Stored items
-*-*-

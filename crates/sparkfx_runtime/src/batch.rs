//! Type erasure between typed recipes and the heterogeneous active set.
//!
//! Every [`Effect`] has its own particle state type. The catalog stores
//! recipes as `Arc<dyn DynEffect>`; spawning yields a boxed
//! [`ParticleBatch`] that keeps the typed particles next to the recipe that
//! owns them, so particles can never migrate between instances.

use std::sync::Arc;

use sparkfx_core::{Effect, EffectMeta, EffectOptions, Particle, ParticleId, Point, SpawnContext, Surface};

/// Object-safe view of an [`Effect`].
pub trait DynEffect: Send + Sync {
    /// Declarative metadata.
    fn meta(&self) -> &EffectMeta;

    /// Calls `create` and wraps the result in a batch.
    fn spawn(
        self: Arc<Self>,
        origin: Point,
        options: &EffectOptions,
        ctx: &mut SpawnContext<'_>,
    ) -> Box<dyn ParticleBatch>;
}

impl<E: Effect> DynEffect for E {
    fn meta(&self) -> &EffectMeta {
        Effect::meta(self)
    }

    fn spawn(
        self: Arc<Self>,
        origin: Point,
        options: &EffectOptions,
        ctx: &mut SpawnContext<'_>,
    ) -> Box<dyn ParticleBatch> {
        let particles = self.create(origin, options, ctx);
        Box::new(Batch {
            effect: self,
            particles,
        })
    }
}

/// The live particles of one instance, with the recipe that drives them.
pub trait ParticleBatch {
    /// Live particle count.
    fn len(&self) -> usize;

    /// `true` once every particle has finished.
    fn is_empty(&self) -> bool {
        self.len() == 0
    }

    /// Updates every particle once, in creation order, dropping finished ones.
    /// Returns how many were dropped.
    fn advance(&mut self, delta: f32) -> usize;

    /// Draws every particle in creation order.
    fn render(&self, surface: &mut dyn Surface);

    /// Ids of the live particles, in creation order.
    fn particle_ids(&self) -> Vec<ParticleId>;
}

struct Batch<E: Effect> {
    effect: Arc<E>,
    particles: Vec<Particle<E::State>>,
}

impl<E: Effect> ParticleBatch for Batch<E> {
    fn len(&self) -> usize {
        self.particles.len()
    }

    fn advance(&mut self, delta: f32) -> usize {
        let before = self.particles.len();
        let effect = &self.effect;
        // retain_mut visits each element exactly once, in order.
        self.particles
            .retain_mut(|particle| effect.update(particle, delta).is_continue());
        before - self.particles.len()
    }

    fn render(&self, surface: &mut dyn Surface) {
        for particle in &self.particles {
            surface.begin_particle(particle.id());
            surface.save();
            self.effect.draw(surface, particle);
            surface.restore();
        }
    }

    fn particle_ids(&self) -> Vec<ParticleId> {
        self.particles.iter().map(Particle::id).collect()
    }
}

-*-*-

Task directions -
Write each entry out again, exactly as it reads above.

Result for this exercise -
filename crates/sparkfx_runtime/src/batch.rs
//! Type erasure between typed recipes and the heterogeneous active set.
//!
//! Every [`Effect`] has its own particle state type. The catalog stores
//! recipes as `Arc<dyn DynEffect>`; spawning yields a boxed
//! [`ParticleBatch`] that keeps the typed particles next to the recipe that
//! owns them, so particles can never migrate between instances.

use std::sync::Arc;

use sparkfx_core::{Effect, EffectMeta, EffectOptions, Particle, ParticleId, Point, SpawnContext, Surface};

/// Object-safe view of an [`Effect`].
pub trait DynEffect: Send + Sync {
    /// Declarative metadata.
    fn meta(&self) -> &EffectMeta;

    /// Calls `create` and wraps the result in a batch.
    fn spawn(
        self: Arc<Self>,
        origin: Point,
        options: &EffectOptions,
        ctx: &mut SpawnContext<'_>,
    ) -> Box<dyn ParticleBatch>;
}

impl<E: Effect> DynEffect for E {
    fn meta(&self) -> &EffectMeta {
        Effect::meta(self)
    }

    fn spawn(
        self: Arc<Self>,
        origin: Point,
        options: &EffectOptions,
        ctx: &mut SpawnContext<'_>,
    ) -> Box<dyn ParticleBatch> {
        let particles = self.create(origin, options, ctx);
        Box::new(Batch {
            effect: self,
            particles,
        })
    }
}

/// The live particles of one instance, with the recipe that drives them.
pub trait ParticleBatch {
    /// Live particle count.
    fn len(&self) -> usize;

    /// `true` once every particle has finished.
    fn is_empty(&self) -> bool {
        self.len() == 0
    }

    /// Updates every particle once, in creation order, dropping finished ones.
    /// Returns how many were dropped.
    fn advance(&mut self, delta: f32) -> usize;

    /// Draws every particle in creation order.
    fn render(&self, surface: &mut dyn Surface);

    /// Ids of the live particles, in creation order.
    fn particle_ids(&self) -> Vec<ParticleId>;
}

struct Batch<E: Effect> {
    effect: Arc<E>,
    particles: Vec<Particle<E::State>>,
}

impl<E: Effect> ParticleBatch for Batch<E> {
    fn len(&self) -> usize {
        self.particles.len()
    }

    fn advance(&mut self, delta: f32) -> usize {
        let before = self.particles.len();
        let effect = &self.effect;
        // retain_mut visits each element exactly once, in order.
        self.particles
            .retain_mut(|particle| effect.update(particle, delta).is_continue());
        before - self.particles.len()
    }

    fn render(&self, surface: &mut dyn Surface) {
        for particle in &self.particles {
            surface.begin_particle(particle.id());
            surface.save();
            self.effect.draw(surface, particle);
            surface.restore();
        }
    }

    fn particle_ids(&self) -> Vec<ParticleId> {
        self.particles.iter().map(Particle::id).collect()
    }
}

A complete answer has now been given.